•Moody’s backs revocation of bank’s licence
As shareholders of the defunct Skye Bank Plc begin to come to terms with the reality of the revocation of the bank’s operating licence by the Central Bank of Nigeria (CBN), which led to the establishment of Polaris Bank Limited, regulators in the financial system have been urged to strengthen their roles and enforce rules to protect investors.
About 27 months after the CBN intervened in Skye Bank, the apex bank revoked the licence and established a bridge bank last Friday.
This is as Moody’s Investor Service, one of the global rating agencies, yesterday welcomed the decision by the CBN and the Nigeria Deposit Insurance Corporation (NDIC) to revoke the operating licence of Skye Bank as well as the creation of Polaris Bank Limited.
According to the CBN Governor, Mr. Godwin Emefiele, the result of recent examinations and forensic audit of the bank revealed that the defunct Skye Bank required urgent recapitalisation, “as it can no longer continue to live on borrowed times with indefinite liquidity support from the CBN.”
“The shareholders of the bank have been unable to recapitalise it. As a responsible and responsive regulator and in consultation with the Nigeria Deposit Insurance Corporation (NDIC), we have decided to establish a bridge bank, Polaris Bank, to assume the assets and liabilities of Skye Bank. The strategy is for the AMCON to capitalise the bridge bank and begin the process of sourcing investors to buy out AMCON,” Emefiele had said.
However, reacting to the development, investors urged the CBN and other regulators to step up their game by taking proactive actions that will protect both shareholders and depositors.
The President, Association for Advancement of Rights of Nigeria Shareholders (AARNS), Faruk Umar, said rather than merely revoking the licence of Skye Bank Plc and setting up a bridge bank, CBN must enforce its regulation regarding insider related credit, which he said perhaps were the main reason for distress in banks.
According to him, the lesson from what happened to Skye Bank was that regulators and shareholders should always ensure
strict compliance with corporate governance rules of companies.
“Also, the CBN must re-examine the issue of insider related credit which is perhaps the main reason for distress in banks. The single obligor limit is sometimes violated, and banks are just fined. The regulators must force directors who violate the rules to resign to deter others from violating the rules.
“The maximum tenure for non-executive directors must be reduced to nine years as is the case in some European countries, if sanity is to be brought to the governance structure in Nigeria,” Umar said.
According to the Chairman, Ibadan Zone Shareholders Association, Mr. Eric Akinduro, the decision of the CBN was not in the interest of shareholders of the defunct bank.
“Investors’ fate was not
mentioned. Also, the action is politically motivated to satisfy some set of people that are looking for ways to acquire a bank. If you read CBN governor’s statement, he said the board and the management are doing well.

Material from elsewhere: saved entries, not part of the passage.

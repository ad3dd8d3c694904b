//! ASCII PLY writer.
//!
//! One vertex per point, with whichever of position, normal, colour and
//! texture coordinate the geometry carries. Faces are written when present.

use std::fmt::Write as _;
use std::io;
use std::path::Path;

use draco_core::draco_types::DataType;
use draco_core::geometry_attribute::{GeometryAttributeType, PointAttribute};
use draco_core::geometry_indices::PointIndex;
use draco_core::mesh::Mesh;
use draco_core::point_cloud::PointCloud;

use crate::traits::{PointCloudWriter, Writer};

/// PLY format writer. Holds a single mesh; adding another replaces it.
#[derive(Debug, Default)]
pub struct PlyWriter {
    mesh: Option<Mesh>,
}

impl PlyWriter {
    pub fn new() -> Self {
        Self::default()
    }

    /// Render the held geometry as ASCII PLY. Empty when nothing was added.
    pub fn to_ply_string(&self) -> String {
        let mesh = match &self.mesh {
            Some(mesh) => mesh,
            None => return String::new(),
        };
        let pos = mesh.named_attribute(GeometryAttributeType::Position);
        let normal = mesh
            .named_attribute(GeometryAttributeType::Normal)
            .filter(|a| a.num_components() == 3);
        let color = mesh
            .named_attribute(GeometryAttributeType::Color)
            .filter(|a| (3..=4).contains(&a.num_components()));
        let tex = mesh
            .named_attribute(GeometryAttributeType::TexCoord)
            .filter(|a| a.num_components() == 2);

        let mut out = String::new();
        out.push_str("ply\nformat ascii 1.0\ncomment Decoded by draco-bridge\n");
        let _ = writeln!(out, "element vertex {}", mesh.num_points());
        if pos.is_some() {
            out.push_str("property float x\nproperty float y\nproperty float z\n");
        }
        if normal.is_some() {
            out.push_str("property float nx\nproperty float ny\nproperty float nz\n");
        }
        if let Some(att) = color {
            out.push_str("property uchar red\nproperty uchar green\nproperty uchar blue\n");
            if att.num_components() == 4 {
                out.push_str("property uchar alpha\n");
            }
        }
        if tex.is_some() {
            out.push_str("property float s\nproperty float t\n");
        }
        if mesh.num_faces() > 0 {
            let _ = writeln!(out, "element face {}", mesh.num_faces());
            out.push_str("property list uchar int vertex_indices\n");
        }
        out.push_str("end_header\n");

        for p in 0..mesh.num_points() {
            let point = PointIndex(p as u32);
            let mut fields: Vec<String> = Vec::new();
            for att in [pos, normal].into_iter().flatten() {
                fields.extend(float_fields(att, point));
            }
            if let Some(att) = color {
                fields.extend(color_bytes(att, point).iter().map(|c| c.to_string()));
            }
            if let Some(att) = tex {
                fields.extend(float_fields(att, point));
            }
            out.push_str(&fields.join(" "));
            out.push('\n');
        }
        for face in mesh.faces() {
            let _ = writeln!(out, "3 {} {} {}", face[0].0, face[1].0, face[2].0);
        }
        out
    }
}

fn float_fields(att: &PointAttribute, point: PointIndex) -> impl Iterator<Item = String> {
    att.value_f32(att.mapped_index(point)).into_iter().map(|v| v.to_string())
}

fn color_bytes(att: &PointAttribute, point: PointIndex) -> Vec<u8> {
    let index = att.mapped_index(point);
    match att.data_type() {
        DataType::Uint8 => att.value_bytes(index).to_vec(),
        dt if dt.is_float() && att.normalized() => att
            .value_f32(index)
            .iter()
            .map(|v| (v * 255.0).round().clamp(0.0, 255.0) as u8)
            .collect(),
        _ => att
            .value_f32(index)
            .iter()
            .map(|v| v.clamp(0.0, 255.0) as u8)
            .collect(),
    }
}

impl Writer for PlyWriter {
    fn new() -> Self {
        PlyWriter::new()
    }

    fn add_mesh(&mut self, mesh: &Mesh, _name: Option<&str>) -> io::Result<()> {
        if mesh.named_attribute(GeometryAttributeType::Position).is_none() {
            return Err(io::Error::new(io::ErrorKind::InvalidInput, "Mesh has no positions"));
        }
        self.mesh = Some(mesh.clone());
        Ok(())
    }

    fn write<P: AsRef<Path>>(&self, path: P) -> io::Result<()> {
        if self.mesh.is_none() {
            return Err(io::Error::new(io::ErrorKind::InvalidInput, "Nothing to write"));
        }
        crate::write_file(path.as_ref(), self.to_ply_string().as_bytes())
    }

    fn vertex_count(&self) -> usize {
        self.mesh.as_ref().map_or(0, |m| m.num_points())
    }

    fn face_count(&self) -> usize {
        self.mesh.as_ref().map_or(0, |m| m.num_faces())
    }
}

impl PointCloudWriter for PlyWriter {
    fn add_point_cloud(&mut self, pc: &PointCloud) -> io::Result<()> {
        self.add_mesh(&Mesh::from_point_cloud(pc.clone()), None)
    }
}

#[cfg(test)]
mod tests {
    use super::*;
    use crate::ply_reader::PlyReader;
    use draco_core::geometry_indices::AttributeValueIndex;

    fn colored_triangle() -> Mesh {
        let text = "ply\nformat ascii 1.0\nelement vertex 3\nproperty float x\nproperty float y\n\
                    property float z\nproperty uchar red\nproperty uchar green\nproperty uchar blue\n\
                    property float s\nproperty float t\n\
                    element face 1\nproperty list uchar int vertex_indices\nend_header\n\
                    0 0 0 10 20 30 0 0\n1 0 0 40 50 60 1 0\n0 1 0 70 80 90 0 1\n3 0 1 2\n";
        PlyReader::from_bytes(text.as_bytes().to_vec()).read_mesh().unwrap()
    }

    #[test]
    fn test_write_header_and_rows() {
        let mut writer = PlyWriter::new();
        Writer::add_mesh(&mut writer, &colored_triangle(), None).unwrap();
        let text = writer.to_ply_string();
        assert!(text.starts_with("ply\nformat ascii 1.0\n"));
        assert!(text.contains("element vertex 3\n"));
        assert!(text.contains("element face 1\n"));
        assert!(text.contains("\n1 0 0 40 50 60 1 0\n"));
        assert!(text.ends_with("3 0 1 2\n"));
    }

    #[test]
    fn test_round_trip_through_reader() {
        let mut writer = PlyWriter::new();
        Writer::add_mesh(&mut writer, &colored_triangle(), None).unwrap();
        let mesh = PlyReader::from_bytes(writer.to_ply_string().into_bytes())
            .read_mesh()
            .unwrap();
        assert_eq!(mesh.num_faces(), 1);
        let colors = mesh.named_attribute(GeometryAttributeType::Color).unwrap();
        assert_eq!(colors.value_bytes(AttributeValueIndex(2)), &[70, 80, 90]);
        let tex = mesh.named_attribute(GeometryAttributeType::TexCoord).unwrap();
        assert_eq!(tex.value_f32(AttributeValueIndex(2)), vec![0.0, 1.0]);
    }

    #[test]
    fn test_point_cloud_has_no_face_element() {
        let mut pc = PointCloud::new();
        pc.add_attribute(PointAttribute::from_f32_values(
            GeometryAttributeType::Position,
            3,
            &[0.0, 0.0, 0.0],
        ));
        let mut writer = PlyWriter::new();
        writer.add_point_cloud(&pc).unwrap();
        let text = writer.to_ply_string();
        assert!(!text.contains("element face"));
        assert!(text.ends_with("end_header\n0 0 0\n"));
    }

    #[test]
    fn test_write_without_mesh_fails() {
        let writer = PlyWriter::new();
        assert!(writer.write("unused.ply").is_err());
    }
}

“What is the key responsibility of the board, is it not to oversee the affairs of company? The present board and management are to continue even with new buyer. A group of people that could not salvage the bank with and no published result for the period.

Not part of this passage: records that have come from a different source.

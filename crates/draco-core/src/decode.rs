use tracing::debug;

use crate::compression_config::{EncodedGeometryType, MeshEncodingMethod};
use crate::decoder_buffer::DecoderBuffer;
use crate::draco_types::DataType;
use crate::geometry::Geometry;
use crate::geometry_attribute::{GeometryAttributeType, PointAttribute};
use crate::geometry_indices::{AttributeValueIndex, PointIndex};
use crate::mesh::Mesh;
use crate::point_cloud::PointCloud;
use crate::quantization_utils::{max_quantized_value, Dequantizer};
use crate::status::{DracoError, StatusOr};
use crate::version::{is_version_supported, DRACO_MAGIC};

/// Parsed fixed-size bitstream header.
#[derive(Debug, Clone, Copy, PartialEq, Eq)]
pub struct DracoHeader {
    pub version_major: u8,
    pub version_minor: u8,
    pub encoder_type: EncodedGeometryType,
    pub encoder_method: u8,
    pub flags: u16,
}

#[derive(Debug, Default)]
pub struct Decoder;

impl Decoder {
    pub fn new() -> Self {
        Self
    }

    /// Classifies the buffer from its header alone. The buffer position is left untouched.
    pub fn get_encoded_geometry_type(in_buffer: &DecoderBuffer) -> StatusOr<EncodedGeometryType> {
        let mut peek = DecoderBuffer::new(in_buffer.remaining_bytes());
        let header = decode_header(&mut peek)?;
        if header.encoder_type == EncodedGeometryType::InvalidGeometryType {
            return Err(DracoError::DracoError("Unsupported geometry type".into()));
        }
        Ok(header.encoder_type)
    }

    pub fn decode_point_cloud_from_buffer(&self, in_buffer: &mut DecoderBuffer) -> StatusOr<PointCloud> {
        match self.decode_geometry(in_buffer)? {
            Geometry::Mesh(mesh) => Ok(mesh.into_point_cloud()),
            Geometry::PointCloud(pc) => Ok(pc),
        }
    }

    pub fn decode_mesh_from_buffer(&self, in_buffer: &mut DecoderBuffer) -> StatusOr<Mesh> {
        match self.decode_geometry(in_buffer)? {
            Geometry::Mesh(mesh) => Ok(mesh),
            Geometry::PointCloud(_) => Err(DracoError::DracoError(
                "Input is a point cloud, not a mesh".into(),
            )),
        }
    }

    pub fn decode_geometry(&self, in_buffer: &mut DecoderBuffer) -> StatusOr<Geometry> {
        let header = decode_header(in_buffer)?;
        if !is_version_supported(header.version_major, header.version_minor) {
            return Err(DracoError::UnsupportedVersion(format!(
                "{}.{}",
                header.version_major, header.version_minor
            )));
        }

        match header.encoder_type {
            EncodedGeometryType::PointCloud => {
                let mut pc = PointCloud::new();
                decode_attributes(in_buffer, &mut pc)?;
                debug!(points = pc.num_points(), "decoded point cloud");
                Ok(Geometry::PointCloud(pc))
            }
            EncodedGeometryType::TriangularMesh => {
                let method = MeshEncodingMethod::from_u8(header.encoder_method).ok_or_else(|| {
                    DracoError::UnsupportedFeature(format!(
                        "Mesh encoding method {}",
                        header.encoder_method
                    ))
                })?;
                let mut mesh = Mesh::new();
                decode_attributes(in_buffer, &mut mesh)?;
                decode_connectivity(in_buffer, method, &mut mesh)?;
                debug!(points = mesh.num_points(), faces = mesh.num_faces(), "decoded mesh");
                Ok(Geometry::Mesh(mesh))
            }
            EncodedGeometryType::InvalidGeometryType => {
                Err(DracoError::DracoError("Unsupported geometry type".into()))
            }
        }
    }
}

pub fn decode_header(buffer: &mut DecoderBuffer) -> StatusOr<DracoHeader> {
    let mut magic = [0u8; 5];
    buffer.decode_bytes(&mut magic)?;
    if &magic != DRACO_MAGIC {
        return Err(DracoError::DracoError("Not a Draco file".into()));
    }
    Ok(DracoHeader {
        version_major: buffer.decode_u8()?,
        version_minor: buffer.decode_u8()?,
        encoder_type: EncodedGeometryType::from_u8(buffer.decode_u8()?),
        encoder_method: buffer.decode_u8()?,
        flags: buffer.decode_u16()?,
    })
}

fn decode_attributes(buffer: &mut DecoderBuffer, pc: &mut PointCloud) -> StatusOr<()> {
    let num_points = buffer.decode_count(0)?;
    let num_attributes = buffer.decode_count(1)?;
    if num_points > 0 && num_attributes == 0 {
        return Err(DracoError::DracoError("Points without attributes".into()));
    }
    pc.set_num_points(num_points);
    for _ in 0..num_attributes {
        let att = decode_attribute(buffer, num_points)?;
        pc.add_attribute(att);
    }
    pc.set_num_points(num_points);
    Ok(())
}

fn decode_attribute(buffer: &mut DecoderBuffer, num_points: usize) -> StatusOr<PointAttribute> {
    let attribute_type = GeometryAttributeType::from_i8(buffer.decode_u8()? as i8);
    let data_type = DataType::from_u8(buffer.decode_u8()?)
        .filter(|dt| *dt != DataType::Invalid)
        .ok_or_else(|| DracoError::DracoError("Invalid attribute data type".into()))?;
    let num_components = buffer.decode_u8()?;
    if num_components == 0 {
        return Err(DracoError::DracoError("Attribute has no components".into()));
    }
    let normalized = buffer.decode_u8()? != 0;
    let _unique_id = buffer.decode_varint()?;
    let num_values = buffer.decode_count(0)?;
    let bits = buffer.decode_u8()? as i32;

    let mut att = PointAttribute::new();
    if bits > 0 {
        if !data_type.is_float() || bits > 30 {
            return Err(DracoError::DracoError("Invalid quantized attribute".into()));
        }
        let mut min_values = Vec::with_capacity(num_components as usize);
        for _ in 0..num_components {
            min_values.push(buffer.decode_f32()?);
        }
        let range = buffer.decode_f32()?;
        let count = num_values
            .checked_mul(num_components as usize)
            .ok_or_else(|| DracoError::BufferError("Attribute too large".into()))?;
        let quantized = buffer.decode_packed_bits(count, bits as u32)?;

        let mut dequantizer = Dequantizer::new();
        if !dequantizer.init(range, max_quantized_value(bits)) {
            return Err(DracoError::DracoError("Invalid quantization range".into()));
        }
        att.init(attribute_type, num_components, data_type, normalized, num_values);
        let mut value = vec![0f32; num_components as usize];
        for (i, entry) in quantized.chunks_exact(num_components as usize).enumerate() {
            for (c, &q) in entry.iter().enumerate() {
                value[c] = min_values[c] + dequantizer.dequantize_float(q);
            }
            att.set_value_f32(AttributeValueIndex(i as u32), &value);
        }
    } else {
        let stride = num_components as usize * data_type.byte_length();
        let len = num_values
            .checked_mul(stride)
            .ok_or_else(|| DracoError::BufferError("Attribute too large".into()))?;
        let bytes = buffer.decode_slice(len)?;
        att.init(attribute_type, num_components, data_type, normalized, num_values);
        att.buffer_mut().write(0, bytes);
    }

    match buffer.decode_u8()? {
        0 => {
            if num_values < num_points {
                return Err(DracoError::DracoError("Attribute has fewer values than points".into()));
            }
        }
        1 => {
            if num_points > buffer.remaining_size() {
                return Err(DracoError::BufferError("Point mapping exceeds remaining input".into()));
            }
            att.set_explicit_mapping(num_points);
            for p in 0..num_points {
                let index = buffer.decode_varint()?;
                if index >= num_values as u64 {
                    return Err(DracoError::DracoError("Point maps to a missing value".into()));
                }
                att.set_point_map_entry(PointIndex(p as u32), AttributeValueIndex(index as u32));
            }
        }
        other => {
            return Err(DracoError::DracoError(format!("Unknown point mapping {}", other)));
        }
    }
    Ok(att)
}

fn decode_connectivity(buffer: &mut DecoderBuffer, method: MeshEncodingMethod, mesh: &mut Mesh) -> StatusOr<()> {
    let num_faces = buffer.decode_count(3)?;
    let num_points = mesh.num_points() as i64;
    let mut last = 0i64;
    for _ in 0..num_faces {
        let mut face = [PointIndex(0); 3];
        for corner in face.iter_mut() {
            let value = match method {
                MeshEncodingMethod::MeshSequentialEncoding => buffer.decode_u32()? as i64,
                MeshEncodingMethod::MeshDeltaEncoding => {
                    let delta = buffer.decode_signed_varint()?;
                    last.checked_add(delta)
                        .ok_or_else(|| DracoError::DracoError("Corner overflow".into()))?
                }
            };
            if value < 0 || value >= num_points {
                return Err(DracoError::DracoError(format!(
                    "Face corner {} outside 0..{}",
                    value, num_points
                )));
            }
            last = value;
            *corner = PointIndex(value as u32);
        }
        mesh.add_face(face);
    }
    Ok(())
}

#[cfg(test)]
mod tests {
    use super::*;

    #[test]
    fn test_rejects_bad_magic() {
        let buffer = DecoderBuffer::new(b"DRACX\x02\x02\x01\x00\x00\x00");
        assert!(Decoder::get_encoded_geometry_type(&buffer).is_err());
    }

    #[test]
    fn test_invalid_geometry_type() {
        let buffer = DecoderBuffer::new(b"DRACO\x02\x02\x07\x00\x00\x00");
        assert!(Decoder::get_encoded_geometry_type(&buffer).is_err());
    }

    #[test]
    fn test_header_only_classification() {
        let buffer = DecoderBuffer::new(b"DRACO\x02\x02\x00\x00\x00\x00");
        assert_eq!(
            Decoder::get_encoded_geometry_type(&buffer).unwrap(),
            EncodedGeometryType::PointCloud
        );
        assert_eq!(buffer.position(), 0);
    }

    #[test]
    fn test_unsupported_version() {
        let mut buffer = DecoderBuffer::new(b"DRACO\x01\x03\x00\x00\x00\x00");
        let err = Decoder::new().decode_geometry(&mut buffer).unwrap_err();
        assert!(matches!(err, DracoError::UnsupportedVersion(_)));
    }
}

“Are they not accountable to the Nigerian investment community? The board should make their report known before now. It is the best time for investors to challenge the decision of CBN. Poor people are paying for the rich to ride,” Akinduro said.
Another shareholder, Mr. Boniface Okezie of Progressive
Shareholders Association of Nigeria, said: “Why must it be the investors that will be made to suffer the misdeed of regulators be it Securities and Exchange Commission (SEC), CBN or NDIC, when they have failed to discharge their duties creditably?”
Mrs. Bisi Bakare of Pragmatic Shareholders Association of Nigeria described what happened to the defunct bank as unfortunate. She urged the CBN to improve its regulation of the banking sector.
“And what has happened in Skye Bank Plc will further dampens investors’ confidence because it means that you can just wake up one day and see all your investments gone. The regulators should do their jobs and enforce rules guiding operations of banks to avoid situations like this going forward,’ Bakare said.
Meanwhile, Moody’s Investor
Service, one of the global rating agencies yesterday welcomed the decision by the CBN and the NDIC to revoke the operating licence of Skye Bank as well as the creation of Polaris Bank Limited.
Moody’s Vice President and Banking Analyst, Akintunde Majekodunmi, explained in a statement that the move by the regulators would help limit likely systemic failure in the banking system.
He added: “Taking away Skye Bank Plc’s licence and transferring its assets and liabilities to Polaris Bank, a newly created bridge bank, will limit the threat of contagion to Nigeria’s banking system from the failure of a Systemically Important Bank.
“This shift is credit positive in that it will contain systemic risks for the Nigerian banking system as a whole”.